We are at a pivotal moment in American history.
The major issue of our time is whether the United States of America retains its democratic foundation or whether we devolve into an oligarchic form of society where a handful of billionaires have almost absolute control over the political and economic life of the nation.
Tragically, we are headed on a perilous path toward the latter. When large corporations and a few wealthy families can spend unlimited sums of money to buy and sell politicians, it is now clear to most Americans that the foundation of American democracy is under severe attack.
The history of this country has been an arduous and difficult journey, but one which has moved forward toward a more inclusive democracy. As part of that struggle to expand democracy, courageous Americans have died or risked their lives defending that ideal.
When this country was founded, let us not forget that only white, male property owners over age twenty-one could vote. After the Civil War, the Constitution was amended to allow nonwhite men to vote. In 1920, after decades of struggle and against enormous opposition, Congress ratified the Nineteenth Amendment guaranteeing women the right to vote.

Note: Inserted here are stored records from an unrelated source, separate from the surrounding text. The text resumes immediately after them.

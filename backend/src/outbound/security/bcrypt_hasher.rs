//! bcrypt-backed `CredentialHasher`.

use async_trait::async_trait;
use tokio::task;
use tracing::warn;
use zeroize::Zeroizing;

use crate::domain::PasswordHash;
use crate::domain::ports::{CredentialHashError, CredentialHasher};

/// Lowest work factor bcrypt accepts.
pub const MIN_COST: u32 = 4;
/// Highest work factor bcrypt accepts.
pub const MAX_COST: u32 = 31;

/// Salted bcrypt hashing at a fixed work factor.
#[derive(Debug, Clone, Copy)]
pub struct BcryptCredentialHasher {
    cost: u32,
}

impl BcryptCredentialHasher {
    /// Build a hasher, rejecting work factors bcrypt would refuse.
    pub fn new(cost: u32) -> Result<Self, CredentialHashError> {
        if !(MIN_COST..=MAX_COST).contains(&cost) {
            return Err(CredentialHashError::hash(format!(
                "bcrypt cost {cost} outside {MIN_COST}..={MAX_COST}"
            )));
        }
        Ok(Self { cost })
    }

    #[must_use]
    pub fn cost(&self) -> u32 {
        self.cost
    }
}

impl Default for BcryptCredentialHasher {
    fn default() -> Self {
        Self {
            cost: bcrypt::DEFAULT_COST,
        }
    }
}

#[async_trait]
impl CredentialHasher for BcryptCredentialHasher {
    async fn hash(&self, plaintext: &str) -> Result<PasswordHash, CredentialHashError> {
        let plaintext = Zeroizing::new(plaintext.to_owned());
        let cost = self.cost;
        let digest = task::spawn_blocking(move || bcrypt::hash(plaintext.as_bytes(), cost))
            .await
            .map_err(|err| CredentialHashError::worker(err.to_string()))?
            .map_err(|err| CredentialHashError::hash(err.to_string()))?;
        Ok(PasswordHash::new(digest))
    }

    async fn verify(
        &self,
        plaintext: &str,
        digest: &PasswordHash,
    ) -> Result<bool, CredentialHashError> {
        let plaintext = Zeroizing::new(plaintext.to_owned());
        let digest = digest.as_str().to_owned();
        let outcome = task::spawn_blocking(move || bcrypt::verify(plaintext.as_bytes(), &digest))
            .await
            .map_err(|err| CredentialHashError::worker(err.to_string()))?;
        match outcome {
            Ok(matches) => Ok(matches),
            Err(err) => {
                warn!(error = %err, "stored credential digest is malformed");
                Ok(false)
            }
        }
    }
}
//! Driven port for issuing and validating bearer tokens.
use crate::domain::{AccessToken, TokenClaims, TokenTtl};

use super::define_port_error;

define_port_error! {
    /// Token service failures.
    pub enum TokenError {
        /// Signature, structure, or expiry check failed. The cause is
        /// deliberately not distinguished.
        Invalid => "token is invalid or expired",
        /// Claims could not be encoded and signed.
        Encoding { message: String } => "token encoding failed: {message}",
    }
}

pub trait TokenService: Send + Sync {
    /// Encode and sign `claims`.
    fn issue(&self, claims: &TokenClaims) -> Result<AccessToken, TokenError>;

    /// Verify a presented token and return its claims.
    fn validate(&self, token: &str) -> Result<TokenClaims, TokenError>;

    /// Lifetime applied to freshly issued tokens.
    fn default_ttl(&self) -> TokenTtl;
}
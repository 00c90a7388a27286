//! Shared HTTP adapter state.
//!
//! HTTP handlers accept this state via `actix_web::web::Data` so they only
//! depend on domain ports (use-cases) and remain testable without I/O.

use std::sync::Arc;

use crate::domain::ports::{
    AccessGuard, LoginService, NotesCommand, NotesQuery, UserAccountsCommand, UserAccountsQuery,
};

/// Parameter object bundling all port implementations for HTTP handlers.
#[derive(Clone)]
pub struct HttpStatePorts {
    pub login: Arc<dyn LoginService>,
    pub guard: Arc<dyn AccessGuard>,
    pub accounts: Arc<dyn UserAccountsCommand>,
    pub accounts_query: Arc<dyn UserAccountsQuery>,
    pub notes: Arc<dyn NotesCommand>,
    pub notes_query: Arc<dyn NotesQuery>,
}

/// Dependency bundle for HTTP handlers.
#[derive(Clone)]
pub struct HttpState {
    pub login: Arc<dyn LoginService>,
    pub guard: Arc<dyn AccessGuard>,
    pub accounts: Arc<dyn UserAccountsCommand>,
    pub accounts_query: Arc<dyn UserAccountsQuery>,
    pub notes: Arc<dyn NotesCommand>,
    pub notes_query: Arc<dyn NotesQuery>,
}

impl From<HttpStatePorts> for HttpState {
    fn from(ports: HttpStatePorts) -> Self {
        Self::new(ports)
    }
}

impl HttpState {
    /// Construct state from a ports bundle.
    ///
    /// # Examples
    /// ```
    /// use std::sync::Arc;
    ///
    /// use backend::domain::{AuthService, NotesService, UserAccountsService};
    /// use backend::inbound::http::state::{HttpState, HttpStatePorts};
    /// use backend::test_support::{FakeCredentialHasher, InMemoryStore, MutableClock};
    /// use backend::outbound::security::{JwtTokenService, SigningSecret};
    /// use backend::domain::TokenTtl;
    ///
    /// let clock = Arc::new(MutableClock::fixed());
    /// let store = Arc::new(InMemoryStore::new(clock.clone()));
    /// let hasher = Arc::new(FakeCredentialHasher);
    /// let tokens = Arc::new(JwtTokenService::new(
    ///     &SigningSecret::ephemeral(),
    ///     TokenTtl::default(),
    ///     clock.clone(),
    /// ));
    /// let auth = Arc::new(AuthService::new(store.clone(), hasher.clone(), tokens, clock.clone()));
    /// let accounts = Arc::new(UserAccountsService::new(store.clone(), hasher));
    /// let notes = Arc::new(NotesService::new(store, clock));
    ///
    /// let state = HttpState::new(HttpStatePorts {
    ///     login: auth.clone(),
    ///     guard: auth,
    ///     accounts: accounts.clone(),
    ///     accounts_query: accounts,
    ///     notes: notes.clone(),
    ///     notes_query: notes,
    /// });
    /// let _guard = state.guard.clone();
    /// ```
    pub fn new(ports: HttpStatePorts) -> Self {
        let HttpStatePorts {
            login,
            guard,
            accounts,
            accounts_query,
            notes,
            notes_query,
        } = ports;
        Self {
            login,
            guard,
            accounts,
            accounts_query,
            notes,
            notes_query,
        }
    }
}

In 1965, spurred by the civil rights movement, the Voting Rights Act was passed, outlawing discrimination at the polling place. People no longer could be denied the right to vote based on the color of their skin. One year later, the U.S. Supreme Court held that the poll tax was unconstitutional, and that a person’s economic status would not be a bar to participating in our democracy.
In 1971, young people throughout the country said, “If we are old enough to be drafted and go off to war, then we are old enough to vote.” The voting age was lowered to eighteen. In the last few years, gay Americans, long discriminated against, have won for themselves the right to marry in state after state.
During the Gilded Age, there was rampant political corruption. Government workers were expected to provide a kickback to their political bosses in order to keep their jobs. One hundred years ago, candidates relied heavily on the corporate contributions of robber barons. In response to allegations involving improper contributions to his own Presidential campaign, Teddy Roosevelt signed into law the first comprehensive campaign finance reform, the Tillman Act, which banned campaign contributions from corporations and national banks.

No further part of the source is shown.